» INFORMATION PROVIDED:
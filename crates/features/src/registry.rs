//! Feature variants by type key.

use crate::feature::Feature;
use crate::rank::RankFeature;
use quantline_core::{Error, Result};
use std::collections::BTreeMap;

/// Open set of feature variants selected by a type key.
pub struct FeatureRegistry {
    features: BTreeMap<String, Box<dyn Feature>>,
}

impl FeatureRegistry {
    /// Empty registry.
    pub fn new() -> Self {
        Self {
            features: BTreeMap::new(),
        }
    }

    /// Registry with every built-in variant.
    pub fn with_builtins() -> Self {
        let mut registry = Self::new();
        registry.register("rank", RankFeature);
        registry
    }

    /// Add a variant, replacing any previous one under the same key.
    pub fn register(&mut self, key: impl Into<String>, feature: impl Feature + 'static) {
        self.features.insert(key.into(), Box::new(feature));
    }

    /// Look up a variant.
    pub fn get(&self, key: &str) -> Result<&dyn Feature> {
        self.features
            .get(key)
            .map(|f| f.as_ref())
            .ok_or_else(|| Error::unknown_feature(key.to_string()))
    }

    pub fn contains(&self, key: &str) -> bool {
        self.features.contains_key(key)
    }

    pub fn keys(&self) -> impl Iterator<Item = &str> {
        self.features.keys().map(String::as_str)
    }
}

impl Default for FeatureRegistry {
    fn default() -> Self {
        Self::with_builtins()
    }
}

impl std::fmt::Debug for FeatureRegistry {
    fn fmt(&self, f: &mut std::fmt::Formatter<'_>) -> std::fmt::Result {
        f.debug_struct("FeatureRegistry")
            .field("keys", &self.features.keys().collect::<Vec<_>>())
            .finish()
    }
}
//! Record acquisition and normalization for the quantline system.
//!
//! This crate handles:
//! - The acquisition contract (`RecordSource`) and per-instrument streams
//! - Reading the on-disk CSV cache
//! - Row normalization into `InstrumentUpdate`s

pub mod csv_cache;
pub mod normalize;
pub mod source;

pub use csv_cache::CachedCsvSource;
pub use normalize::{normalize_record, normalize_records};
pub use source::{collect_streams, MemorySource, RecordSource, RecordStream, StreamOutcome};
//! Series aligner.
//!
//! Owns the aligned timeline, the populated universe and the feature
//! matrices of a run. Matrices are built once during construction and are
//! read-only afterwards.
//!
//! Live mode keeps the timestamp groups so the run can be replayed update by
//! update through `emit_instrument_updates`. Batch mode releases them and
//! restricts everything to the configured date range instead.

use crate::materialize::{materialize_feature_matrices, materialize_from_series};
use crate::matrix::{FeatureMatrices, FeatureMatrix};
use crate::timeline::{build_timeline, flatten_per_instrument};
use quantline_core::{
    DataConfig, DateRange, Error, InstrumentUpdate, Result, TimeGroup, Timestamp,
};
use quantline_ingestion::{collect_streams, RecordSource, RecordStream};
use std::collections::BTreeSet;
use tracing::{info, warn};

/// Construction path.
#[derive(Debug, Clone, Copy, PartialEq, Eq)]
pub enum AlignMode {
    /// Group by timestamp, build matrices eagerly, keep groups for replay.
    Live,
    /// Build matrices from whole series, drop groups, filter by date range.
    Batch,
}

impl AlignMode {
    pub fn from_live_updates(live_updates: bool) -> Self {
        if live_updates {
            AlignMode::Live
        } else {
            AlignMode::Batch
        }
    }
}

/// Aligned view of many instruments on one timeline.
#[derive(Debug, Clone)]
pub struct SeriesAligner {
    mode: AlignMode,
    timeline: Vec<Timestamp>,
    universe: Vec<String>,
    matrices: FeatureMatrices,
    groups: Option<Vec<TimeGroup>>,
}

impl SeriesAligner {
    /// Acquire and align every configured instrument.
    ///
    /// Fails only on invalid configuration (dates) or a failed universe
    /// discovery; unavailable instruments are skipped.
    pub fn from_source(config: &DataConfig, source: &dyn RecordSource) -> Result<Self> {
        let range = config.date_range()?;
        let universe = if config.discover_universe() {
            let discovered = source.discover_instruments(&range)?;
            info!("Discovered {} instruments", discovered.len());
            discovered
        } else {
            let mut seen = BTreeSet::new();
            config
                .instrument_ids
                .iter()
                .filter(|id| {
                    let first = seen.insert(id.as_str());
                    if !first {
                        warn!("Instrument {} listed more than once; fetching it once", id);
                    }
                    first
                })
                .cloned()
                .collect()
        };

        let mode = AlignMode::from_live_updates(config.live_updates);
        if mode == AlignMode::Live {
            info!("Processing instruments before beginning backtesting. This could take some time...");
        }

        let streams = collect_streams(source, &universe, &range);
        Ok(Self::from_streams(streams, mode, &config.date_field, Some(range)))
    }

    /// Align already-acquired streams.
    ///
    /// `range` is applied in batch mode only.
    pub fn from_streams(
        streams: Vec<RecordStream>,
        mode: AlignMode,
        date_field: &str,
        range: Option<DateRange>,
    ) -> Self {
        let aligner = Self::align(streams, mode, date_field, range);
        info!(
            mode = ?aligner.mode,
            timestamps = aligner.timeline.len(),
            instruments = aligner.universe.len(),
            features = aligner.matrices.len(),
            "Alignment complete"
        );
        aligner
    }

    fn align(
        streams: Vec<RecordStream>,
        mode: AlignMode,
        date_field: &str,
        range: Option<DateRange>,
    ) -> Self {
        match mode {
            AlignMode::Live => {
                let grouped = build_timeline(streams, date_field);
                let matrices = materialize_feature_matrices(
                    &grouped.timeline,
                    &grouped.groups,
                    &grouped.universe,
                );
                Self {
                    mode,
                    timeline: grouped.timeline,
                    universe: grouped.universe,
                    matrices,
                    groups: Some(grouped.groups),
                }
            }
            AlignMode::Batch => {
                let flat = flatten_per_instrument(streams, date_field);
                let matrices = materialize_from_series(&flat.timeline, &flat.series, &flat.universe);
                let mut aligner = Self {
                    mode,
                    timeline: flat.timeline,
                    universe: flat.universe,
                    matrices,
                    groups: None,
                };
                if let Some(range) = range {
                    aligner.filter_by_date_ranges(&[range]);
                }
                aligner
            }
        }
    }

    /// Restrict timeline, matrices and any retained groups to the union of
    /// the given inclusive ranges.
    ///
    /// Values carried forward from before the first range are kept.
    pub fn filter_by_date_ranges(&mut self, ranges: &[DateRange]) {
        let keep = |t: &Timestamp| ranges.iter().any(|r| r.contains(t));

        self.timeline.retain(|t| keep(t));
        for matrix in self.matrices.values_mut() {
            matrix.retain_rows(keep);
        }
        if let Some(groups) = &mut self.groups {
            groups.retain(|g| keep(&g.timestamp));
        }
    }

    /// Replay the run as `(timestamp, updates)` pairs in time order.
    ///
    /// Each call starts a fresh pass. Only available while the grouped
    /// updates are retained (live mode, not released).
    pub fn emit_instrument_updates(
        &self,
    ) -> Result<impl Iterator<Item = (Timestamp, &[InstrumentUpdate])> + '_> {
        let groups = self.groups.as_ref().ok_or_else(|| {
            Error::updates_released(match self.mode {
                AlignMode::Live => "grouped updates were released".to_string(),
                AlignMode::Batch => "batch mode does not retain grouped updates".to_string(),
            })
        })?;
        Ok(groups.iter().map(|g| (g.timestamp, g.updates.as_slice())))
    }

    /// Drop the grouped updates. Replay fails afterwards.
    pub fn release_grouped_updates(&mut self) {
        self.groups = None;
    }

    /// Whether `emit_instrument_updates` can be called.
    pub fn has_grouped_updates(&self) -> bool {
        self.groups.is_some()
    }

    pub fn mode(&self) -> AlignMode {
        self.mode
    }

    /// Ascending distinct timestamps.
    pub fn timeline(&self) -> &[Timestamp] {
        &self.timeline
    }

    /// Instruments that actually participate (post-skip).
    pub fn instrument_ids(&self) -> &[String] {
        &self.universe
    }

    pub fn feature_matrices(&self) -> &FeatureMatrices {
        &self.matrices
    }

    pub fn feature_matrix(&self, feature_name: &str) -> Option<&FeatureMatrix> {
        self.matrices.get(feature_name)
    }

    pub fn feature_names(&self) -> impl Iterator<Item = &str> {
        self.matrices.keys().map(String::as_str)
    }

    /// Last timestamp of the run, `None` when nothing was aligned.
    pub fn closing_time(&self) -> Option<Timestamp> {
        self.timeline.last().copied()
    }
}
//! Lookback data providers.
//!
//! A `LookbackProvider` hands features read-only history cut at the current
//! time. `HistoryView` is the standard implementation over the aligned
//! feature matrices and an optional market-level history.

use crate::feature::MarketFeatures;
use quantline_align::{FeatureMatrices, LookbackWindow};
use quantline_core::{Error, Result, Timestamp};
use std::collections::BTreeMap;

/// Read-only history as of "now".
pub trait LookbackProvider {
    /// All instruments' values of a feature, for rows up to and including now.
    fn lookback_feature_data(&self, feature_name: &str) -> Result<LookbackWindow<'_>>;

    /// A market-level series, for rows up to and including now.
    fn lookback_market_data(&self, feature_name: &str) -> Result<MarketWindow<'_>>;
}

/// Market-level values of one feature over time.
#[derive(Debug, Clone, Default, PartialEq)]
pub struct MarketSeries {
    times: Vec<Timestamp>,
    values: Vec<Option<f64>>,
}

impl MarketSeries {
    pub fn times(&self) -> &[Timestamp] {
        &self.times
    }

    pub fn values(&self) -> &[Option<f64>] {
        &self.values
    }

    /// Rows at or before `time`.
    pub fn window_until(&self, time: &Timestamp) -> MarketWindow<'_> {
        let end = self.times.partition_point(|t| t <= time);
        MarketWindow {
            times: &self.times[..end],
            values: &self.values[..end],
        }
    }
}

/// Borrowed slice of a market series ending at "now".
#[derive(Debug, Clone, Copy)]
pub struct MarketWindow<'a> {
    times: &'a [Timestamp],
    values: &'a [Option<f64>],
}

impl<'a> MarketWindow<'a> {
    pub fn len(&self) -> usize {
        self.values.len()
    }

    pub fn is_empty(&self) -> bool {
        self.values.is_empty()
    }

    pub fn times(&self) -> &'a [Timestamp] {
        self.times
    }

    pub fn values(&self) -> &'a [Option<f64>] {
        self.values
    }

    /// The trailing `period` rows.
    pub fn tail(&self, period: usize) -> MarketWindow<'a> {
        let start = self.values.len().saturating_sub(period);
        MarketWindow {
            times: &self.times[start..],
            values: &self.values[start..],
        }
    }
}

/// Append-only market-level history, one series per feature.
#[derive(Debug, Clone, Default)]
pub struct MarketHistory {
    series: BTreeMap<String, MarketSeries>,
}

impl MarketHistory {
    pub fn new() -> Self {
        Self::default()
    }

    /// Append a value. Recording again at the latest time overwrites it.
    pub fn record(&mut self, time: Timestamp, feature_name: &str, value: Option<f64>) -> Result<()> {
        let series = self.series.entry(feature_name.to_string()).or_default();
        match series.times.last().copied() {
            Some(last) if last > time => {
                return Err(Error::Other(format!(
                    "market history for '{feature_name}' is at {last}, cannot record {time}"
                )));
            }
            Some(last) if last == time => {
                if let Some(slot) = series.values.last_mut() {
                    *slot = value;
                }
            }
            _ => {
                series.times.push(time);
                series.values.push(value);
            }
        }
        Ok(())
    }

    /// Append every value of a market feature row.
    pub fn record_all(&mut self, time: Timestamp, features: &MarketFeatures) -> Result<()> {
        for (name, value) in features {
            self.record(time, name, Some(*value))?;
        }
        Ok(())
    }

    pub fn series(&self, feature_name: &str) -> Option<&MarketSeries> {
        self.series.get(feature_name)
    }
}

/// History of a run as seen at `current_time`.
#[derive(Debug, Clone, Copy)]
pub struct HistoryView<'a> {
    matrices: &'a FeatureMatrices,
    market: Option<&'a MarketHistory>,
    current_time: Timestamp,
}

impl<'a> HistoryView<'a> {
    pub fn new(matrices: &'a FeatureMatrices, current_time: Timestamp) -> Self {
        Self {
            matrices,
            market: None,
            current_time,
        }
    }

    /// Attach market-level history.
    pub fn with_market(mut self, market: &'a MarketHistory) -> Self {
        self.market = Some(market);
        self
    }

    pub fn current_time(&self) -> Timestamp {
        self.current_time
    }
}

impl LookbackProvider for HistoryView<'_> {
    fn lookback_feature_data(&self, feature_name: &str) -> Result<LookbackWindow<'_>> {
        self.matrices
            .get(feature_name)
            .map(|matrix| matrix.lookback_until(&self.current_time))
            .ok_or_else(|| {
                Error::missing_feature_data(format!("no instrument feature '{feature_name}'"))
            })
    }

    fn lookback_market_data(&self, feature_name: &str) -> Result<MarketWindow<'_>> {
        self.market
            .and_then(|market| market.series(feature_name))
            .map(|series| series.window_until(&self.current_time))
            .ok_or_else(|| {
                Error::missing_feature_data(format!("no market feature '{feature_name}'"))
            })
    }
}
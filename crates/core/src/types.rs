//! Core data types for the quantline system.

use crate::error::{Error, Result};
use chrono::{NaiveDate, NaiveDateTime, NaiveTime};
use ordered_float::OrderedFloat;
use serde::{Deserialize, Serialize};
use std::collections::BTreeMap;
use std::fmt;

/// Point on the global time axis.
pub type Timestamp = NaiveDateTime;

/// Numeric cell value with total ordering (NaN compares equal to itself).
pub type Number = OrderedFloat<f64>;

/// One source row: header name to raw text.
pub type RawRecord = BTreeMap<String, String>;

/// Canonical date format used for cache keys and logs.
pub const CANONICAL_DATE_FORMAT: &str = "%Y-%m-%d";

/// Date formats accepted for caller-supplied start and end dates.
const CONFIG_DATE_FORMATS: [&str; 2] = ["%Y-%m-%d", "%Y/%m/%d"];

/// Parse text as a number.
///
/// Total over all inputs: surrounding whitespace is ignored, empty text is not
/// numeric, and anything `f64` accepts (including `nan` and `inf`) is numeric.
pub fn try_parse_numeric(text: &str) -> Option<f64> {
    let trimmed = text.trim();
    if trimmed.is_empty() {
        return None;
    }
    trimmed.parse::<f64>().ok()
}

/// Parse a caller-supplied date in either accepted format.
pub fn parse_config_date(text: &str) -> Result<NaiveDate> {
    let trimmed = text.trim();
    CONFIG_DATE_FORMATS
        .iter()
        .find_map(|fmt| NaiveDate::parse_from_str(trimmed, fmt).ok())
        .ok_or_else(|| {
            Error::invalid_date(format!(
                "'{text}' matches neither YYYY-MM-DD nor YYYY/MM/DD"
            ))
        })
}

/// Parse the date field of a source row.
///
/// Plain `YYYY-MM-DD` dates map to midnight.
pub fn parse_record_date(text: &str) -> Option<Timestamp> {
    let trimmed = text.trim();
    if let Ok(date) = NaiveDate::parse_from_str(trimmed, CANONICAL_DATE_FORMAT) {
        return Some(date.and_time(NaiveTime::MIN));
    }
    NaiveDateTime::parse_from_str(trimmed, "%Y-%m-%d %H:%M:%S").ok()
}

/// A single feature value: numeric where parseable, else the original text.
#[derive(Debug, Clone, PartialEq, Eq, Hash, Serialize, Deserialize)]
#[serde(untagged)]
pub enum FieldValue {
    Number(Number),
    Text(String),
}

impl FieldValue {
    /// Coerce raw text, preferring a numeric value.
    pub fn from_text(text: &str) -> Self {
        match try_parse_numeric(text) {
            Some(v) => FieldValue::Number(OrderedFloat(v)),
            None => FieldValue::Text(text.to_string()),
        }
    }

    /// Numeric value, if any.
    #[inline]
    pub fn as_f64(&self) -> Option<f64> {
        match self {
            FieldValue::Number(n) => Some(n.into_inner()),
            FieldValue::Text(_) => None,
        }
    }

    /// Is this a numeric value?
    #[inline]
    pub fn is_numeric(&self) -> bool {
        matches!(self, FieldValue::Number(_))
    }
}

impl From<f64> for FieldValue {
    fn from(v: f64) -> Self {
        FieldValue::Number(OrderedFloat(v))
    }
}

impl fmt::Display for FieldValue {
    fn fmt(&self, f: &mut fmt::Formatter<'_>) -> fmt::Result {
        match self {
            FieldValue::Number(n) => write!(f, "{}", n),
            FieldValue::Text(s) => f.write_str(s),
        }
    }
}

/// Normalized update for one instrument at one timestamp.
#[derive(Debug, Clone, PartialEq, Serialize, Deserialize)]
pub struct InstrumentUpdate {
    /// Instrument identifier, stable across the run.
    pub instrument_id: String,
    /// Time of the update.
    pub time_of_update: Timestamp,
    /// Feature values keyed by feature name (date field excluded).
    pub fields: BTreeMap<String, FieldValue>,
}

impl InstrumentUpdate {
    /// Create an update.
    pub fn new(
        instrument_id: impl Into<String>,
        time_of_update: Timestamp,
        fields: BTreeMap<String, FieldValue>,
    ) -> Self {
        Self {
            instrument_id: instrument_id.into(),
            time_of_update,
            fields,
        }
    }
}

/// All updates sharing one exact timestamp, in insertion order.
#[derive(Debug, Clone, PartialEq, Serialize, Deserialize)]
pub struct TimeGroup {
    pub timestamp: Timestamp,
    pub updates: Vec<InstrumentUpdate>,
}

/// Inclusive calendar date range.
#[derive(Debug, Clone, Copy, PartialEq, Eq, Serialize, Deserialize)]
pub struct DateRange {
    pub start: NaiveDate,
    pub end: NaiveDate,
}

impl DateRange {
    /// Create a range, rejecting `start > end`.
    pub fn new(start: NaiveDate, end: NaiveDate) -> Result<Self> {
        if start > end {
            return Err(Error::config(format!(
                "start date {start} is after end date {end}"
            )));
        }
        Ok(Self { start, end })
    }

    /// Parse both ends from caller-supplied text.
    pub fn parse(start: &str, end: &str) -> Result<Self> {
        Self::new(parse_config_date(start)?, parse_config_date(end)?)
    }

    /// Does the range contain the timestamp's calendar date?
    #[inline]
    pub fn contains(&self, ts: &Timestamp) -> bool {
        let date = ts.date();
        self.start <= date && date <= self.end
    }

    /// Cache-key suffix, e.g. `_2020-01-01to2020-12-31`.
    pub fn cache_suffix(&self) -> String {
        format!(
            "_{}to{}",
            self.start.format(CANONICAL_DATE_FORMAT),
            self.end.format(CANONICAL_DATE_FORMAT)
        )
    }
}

» YOUR INSTRUCTIONS:
Copy out each line in the preceding records that contains "BTreeMap".

» RESPONSE TO THIS TASK:
use std::collections::BTreeMap;
    features: BTreeMap<String, Box<dyn Feature>>,
            features: BTreeMap::new(),
use std::collections::BTreeMap;
    series: BTreeMap<String, MarketSeries>,
use std::collections::BTreeMap;
pub type RawRecord = BTreeMap<String, String>;
    pub fields: BTreeMap<String, FieldValue>,
        fields: BTreeMap<String, FieldValue>,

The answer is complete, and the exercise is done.